EXERCISE DIRECTIONS:
Pull every line containing "ClaimDueDeliveryAttempts" from the entries.

Start of INPUT

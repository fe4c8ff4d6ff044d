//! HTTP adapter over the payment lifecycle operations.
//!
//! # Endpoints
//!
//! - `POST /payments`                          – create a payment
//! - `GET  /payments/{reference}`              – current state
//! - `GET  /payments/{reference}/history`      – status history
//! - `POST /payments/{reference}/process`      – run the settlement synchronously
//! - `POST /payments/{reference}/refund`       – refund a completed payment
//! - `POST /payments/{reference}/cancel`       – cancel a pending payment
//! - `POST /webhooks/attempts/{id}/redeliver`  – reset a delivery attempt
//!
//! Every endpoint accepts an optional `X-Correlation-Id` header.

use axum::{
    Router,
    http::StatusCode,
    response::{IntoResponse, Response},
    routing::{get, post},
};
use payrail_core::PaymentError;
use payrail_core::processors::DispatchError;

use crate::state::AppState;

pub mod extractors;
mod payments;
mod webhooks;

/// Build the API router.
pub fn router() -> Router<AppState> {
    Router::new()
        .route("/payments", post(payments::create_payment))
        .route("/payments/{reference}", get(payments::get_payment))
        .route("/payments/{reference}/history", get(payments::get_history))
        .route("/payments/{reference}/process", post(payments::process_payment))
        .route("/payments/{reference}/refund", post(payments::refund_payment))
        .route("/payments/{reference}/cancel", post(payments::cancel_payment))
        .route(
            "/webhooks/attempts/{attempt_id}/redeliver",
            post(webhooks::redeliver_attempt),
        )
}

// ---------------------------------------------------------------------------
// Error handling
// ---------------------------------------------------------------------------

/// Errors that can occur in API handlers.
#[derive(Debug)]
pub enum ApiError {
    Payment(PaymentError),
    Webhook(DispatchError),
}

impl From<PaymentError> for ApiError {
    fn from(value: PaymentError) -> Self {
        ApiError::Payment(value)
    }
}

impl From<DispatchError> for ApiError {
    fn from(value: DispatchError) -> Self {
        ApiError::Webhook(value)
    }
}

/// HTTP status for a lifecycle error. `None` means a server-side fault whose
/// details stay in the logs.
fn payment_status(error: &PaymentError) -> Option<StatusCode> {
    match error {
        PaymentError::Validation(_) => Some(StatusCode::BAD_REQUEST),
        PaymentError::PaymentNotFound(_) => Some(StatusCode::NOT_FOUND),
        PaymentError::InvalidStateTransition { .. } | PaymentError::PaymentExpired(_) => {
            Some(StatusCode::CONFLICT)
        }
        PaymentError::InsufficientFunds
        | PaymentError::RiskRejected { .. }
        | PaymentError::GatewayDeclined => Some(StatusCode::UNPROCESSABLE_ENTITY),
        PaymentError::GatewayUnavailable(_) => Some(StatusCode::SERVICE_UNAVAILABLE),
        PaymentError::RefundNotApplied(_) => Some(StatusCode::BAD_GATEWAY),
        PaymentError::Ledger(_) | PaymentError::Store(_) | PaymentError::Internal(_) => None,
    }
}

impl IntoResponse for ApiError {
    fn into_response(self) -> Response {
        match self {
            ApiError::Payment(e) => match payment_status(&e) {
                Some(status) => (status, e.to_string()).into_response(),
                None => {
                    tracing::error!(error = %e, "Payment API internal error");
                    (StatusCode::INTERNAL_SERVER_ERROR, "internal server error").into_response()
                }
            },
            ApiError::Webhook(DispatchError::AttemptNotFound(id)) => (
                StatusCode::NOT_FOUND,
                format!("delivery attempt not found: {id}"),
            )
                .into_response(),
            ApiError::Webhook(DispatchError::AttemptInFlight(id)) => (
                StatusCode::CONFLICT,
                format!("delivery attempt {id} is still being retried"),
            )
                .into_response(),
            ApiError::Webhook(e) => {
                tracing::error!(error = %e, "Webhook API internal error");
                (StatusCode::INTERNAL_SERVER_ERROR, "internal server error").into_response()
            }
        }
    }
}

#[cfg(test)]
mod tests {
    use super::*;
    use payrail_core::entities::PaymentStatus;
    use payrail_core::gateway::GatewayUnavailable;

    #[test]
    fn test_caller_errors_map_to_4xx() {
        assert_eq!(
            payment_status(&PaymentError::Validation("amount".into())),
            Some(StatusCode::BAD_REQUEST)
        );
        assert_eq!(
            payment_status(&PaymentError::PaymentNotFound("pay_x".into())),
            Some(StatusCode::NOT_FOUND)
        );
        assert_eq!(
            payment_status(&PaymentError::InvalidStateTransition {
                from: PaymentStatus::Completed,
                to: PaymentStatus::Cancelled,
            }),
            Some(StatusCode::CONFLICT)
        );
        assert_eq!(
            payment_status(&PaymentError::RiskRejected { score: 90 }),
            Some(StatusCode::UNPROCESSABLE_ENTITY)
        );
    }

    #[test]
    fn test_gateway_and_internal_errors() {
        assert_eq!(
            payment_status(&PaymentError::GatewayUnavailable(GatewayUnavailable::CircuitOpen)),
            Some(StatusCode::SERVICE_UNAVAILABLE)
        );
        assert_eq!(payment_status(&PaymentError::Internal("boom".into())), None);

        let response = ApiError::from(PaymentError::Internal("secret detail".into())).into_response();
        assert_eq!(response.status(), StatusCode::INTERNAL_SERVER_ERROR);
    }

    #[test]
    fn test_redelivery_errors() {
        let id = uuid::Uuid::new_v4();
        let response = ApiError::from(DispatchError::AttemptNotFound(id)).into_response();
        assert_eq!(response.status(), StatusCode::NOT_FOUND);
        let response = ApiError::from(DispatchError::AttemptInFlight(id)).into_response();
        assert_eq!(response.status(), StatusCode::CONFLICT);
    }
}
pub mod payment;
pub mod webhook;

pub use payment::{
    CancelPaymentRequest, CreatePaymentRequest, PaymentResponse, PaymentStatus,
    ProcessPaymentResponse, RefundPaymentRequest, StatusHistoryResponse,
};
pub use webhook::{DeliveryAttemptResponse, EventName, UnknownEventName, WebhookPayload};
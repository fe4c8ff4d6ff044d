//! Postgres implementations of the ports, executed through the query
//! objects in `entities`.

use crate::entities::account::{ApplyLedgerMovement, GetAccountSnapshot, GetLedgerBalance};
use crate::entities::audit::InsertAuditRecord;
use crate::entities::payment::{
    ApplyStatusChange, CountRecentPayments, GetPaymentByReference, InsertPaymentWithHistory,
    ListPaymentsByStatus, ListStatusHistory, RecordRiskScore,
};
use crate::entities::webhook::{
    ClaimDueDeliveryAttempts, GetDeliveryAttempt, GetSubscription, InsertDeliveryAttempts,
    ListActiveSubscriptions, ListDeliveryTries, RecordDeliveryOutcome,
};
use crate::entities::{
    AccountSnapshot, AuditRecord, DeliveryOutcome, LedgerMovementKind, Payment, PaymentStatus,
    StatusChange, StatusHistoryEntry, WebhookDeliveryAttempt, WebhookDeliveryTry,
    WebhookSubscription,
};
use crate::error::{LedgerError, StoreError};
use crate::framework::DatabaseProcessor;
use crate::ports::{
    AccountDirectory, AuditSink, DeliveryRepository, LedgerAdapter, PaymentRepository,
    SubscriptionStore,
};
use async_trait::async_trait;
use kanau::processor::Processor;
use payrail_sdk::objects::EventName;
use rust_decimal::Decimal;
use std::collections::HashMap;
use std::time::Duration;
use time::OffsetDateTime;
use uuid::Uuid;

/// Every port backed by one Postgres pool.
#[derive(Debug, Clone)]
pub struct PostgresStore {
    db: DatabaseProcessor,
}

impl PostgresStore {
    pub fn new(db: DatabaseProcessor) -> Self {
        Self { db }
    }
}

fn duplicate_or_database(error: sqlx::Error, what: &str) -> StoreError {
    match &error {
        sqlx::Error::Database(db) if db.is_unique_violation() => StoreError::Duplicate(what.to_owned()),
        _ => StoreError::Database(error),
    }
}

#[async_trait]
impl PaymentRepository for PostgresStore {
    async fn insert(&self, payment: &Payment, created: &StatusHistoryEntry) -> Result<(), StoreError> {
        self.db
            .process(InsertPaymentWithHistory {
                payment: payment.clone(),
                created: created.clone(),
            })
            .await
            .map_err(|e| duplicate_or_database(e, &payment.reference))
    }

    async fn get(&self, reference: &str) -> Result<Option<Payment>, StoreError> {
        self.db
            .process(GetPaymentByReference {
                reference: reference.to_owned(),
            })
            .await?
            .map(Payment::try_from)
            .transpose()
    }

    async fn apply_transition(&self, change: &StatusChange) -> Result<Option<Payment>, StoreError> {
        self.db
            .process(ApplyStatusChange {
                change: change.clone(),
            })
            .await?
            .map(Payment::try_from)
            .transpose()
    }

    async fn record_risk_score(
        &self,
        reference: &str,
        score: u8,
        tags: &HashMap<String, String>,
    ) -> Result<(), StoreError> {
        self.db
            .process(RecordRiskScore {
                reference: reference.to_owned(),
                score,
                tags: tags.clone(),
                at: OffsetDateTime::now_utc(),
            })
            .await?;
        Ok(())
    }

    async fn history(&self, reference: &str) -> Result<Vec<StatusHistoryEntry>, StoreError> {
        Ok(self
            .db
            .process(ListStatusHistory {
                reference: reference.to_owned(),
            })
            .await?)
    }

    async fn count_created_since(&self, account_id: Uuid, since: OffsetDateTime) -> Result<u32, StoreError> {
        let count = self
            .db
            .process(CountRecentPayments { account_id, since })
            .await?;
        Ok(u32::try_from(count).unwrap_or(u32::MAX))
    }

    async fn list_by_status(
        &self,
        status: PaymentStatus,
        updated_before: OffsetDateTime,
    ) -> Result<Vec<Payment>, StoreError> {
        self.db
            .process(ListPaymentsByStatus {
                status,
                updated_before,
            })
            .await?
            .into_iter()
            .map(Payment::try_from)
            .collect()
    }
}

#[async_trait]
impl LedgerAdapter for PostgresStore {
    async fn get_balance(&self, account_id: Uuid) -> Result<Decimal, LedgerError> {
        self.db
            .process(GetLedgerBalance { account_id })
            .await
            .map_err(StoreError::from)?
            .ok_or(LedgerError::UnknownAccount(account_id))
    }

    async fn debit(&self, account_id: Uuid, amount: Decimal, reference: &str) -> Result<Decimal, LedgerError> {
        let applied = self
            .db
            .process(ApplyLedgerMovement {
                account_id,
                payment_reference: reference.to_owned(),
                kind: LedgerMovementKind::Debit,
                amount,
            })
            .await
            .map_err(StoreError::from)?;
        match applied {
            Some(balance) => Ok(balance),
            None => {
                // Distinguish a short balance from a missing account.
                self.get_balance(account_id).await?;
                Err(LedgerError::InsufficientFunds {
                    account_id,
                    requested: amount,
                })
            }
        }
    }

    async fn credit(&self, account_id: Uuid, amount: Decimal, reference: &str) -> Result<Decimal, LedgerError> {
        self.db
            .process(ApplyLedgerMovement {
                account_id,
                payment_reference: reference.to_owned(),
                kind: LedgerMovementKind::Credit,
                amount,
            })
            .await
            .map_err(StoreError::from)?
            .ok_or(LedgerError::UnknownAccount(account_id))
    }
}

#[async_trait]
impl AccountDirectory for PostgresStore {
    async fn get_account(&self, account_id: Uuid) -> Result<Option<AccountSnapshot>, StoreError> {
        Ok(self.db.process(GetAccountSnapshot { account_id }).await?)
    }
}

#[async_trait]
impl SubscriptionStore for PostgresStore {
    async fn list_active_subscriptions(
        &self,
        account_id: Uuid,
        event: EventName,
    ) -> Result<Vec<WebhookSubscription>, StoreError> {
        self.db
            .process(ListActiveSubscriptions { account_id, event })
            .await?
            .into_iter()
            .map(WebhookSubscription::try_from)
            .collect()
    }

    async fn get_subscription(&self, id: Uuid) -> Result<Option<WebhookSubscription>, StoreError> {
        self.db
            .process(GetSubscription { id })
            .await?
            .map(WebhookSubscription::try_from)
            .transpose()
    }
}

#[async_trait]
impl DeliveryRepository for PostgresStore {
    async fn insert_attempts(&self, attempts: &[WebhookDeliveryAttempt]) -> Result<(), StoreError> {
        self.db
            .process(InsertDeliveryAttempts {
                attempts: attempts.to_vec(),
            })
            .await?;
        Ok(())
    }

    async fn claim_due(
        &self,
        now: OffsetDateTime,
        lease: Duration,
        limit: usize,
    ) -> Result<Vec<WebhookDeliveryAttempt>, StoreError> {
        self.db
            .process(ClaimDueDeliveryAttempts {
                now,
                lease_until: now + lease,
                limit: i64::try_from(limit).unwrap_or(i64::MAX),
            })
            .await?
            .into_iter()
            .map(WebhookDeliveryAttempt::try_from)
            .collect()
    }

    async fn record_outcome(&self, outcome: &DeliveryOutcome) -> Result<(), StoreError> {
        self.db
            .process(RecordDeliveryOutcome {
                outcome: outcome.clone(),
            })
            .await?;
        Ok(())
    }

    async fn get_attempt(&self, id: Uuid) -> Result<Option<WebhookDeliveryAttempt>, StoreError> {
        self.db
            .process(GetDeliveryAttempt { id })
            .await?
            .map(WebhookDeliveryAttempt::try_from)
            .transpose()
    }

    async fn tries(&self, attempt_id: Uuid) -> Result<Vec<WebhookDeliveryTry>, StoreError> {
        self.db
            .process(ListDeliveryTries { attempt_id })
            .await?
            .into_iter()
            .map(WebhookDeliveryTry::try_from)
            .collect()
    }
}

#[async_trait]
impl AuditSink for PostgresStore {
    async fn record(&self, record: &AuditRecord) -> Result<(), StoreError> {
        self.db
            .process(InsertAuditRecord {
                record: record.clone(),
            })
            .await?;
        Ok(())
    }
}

End of INPUT

RESPONSE:
    ClaimDueDeliveryAttempts, GetDeliveryAttempt, GetSubscription, InsertDeliveryAttempts,
            .process(ClaimDueDeliveryAttempts {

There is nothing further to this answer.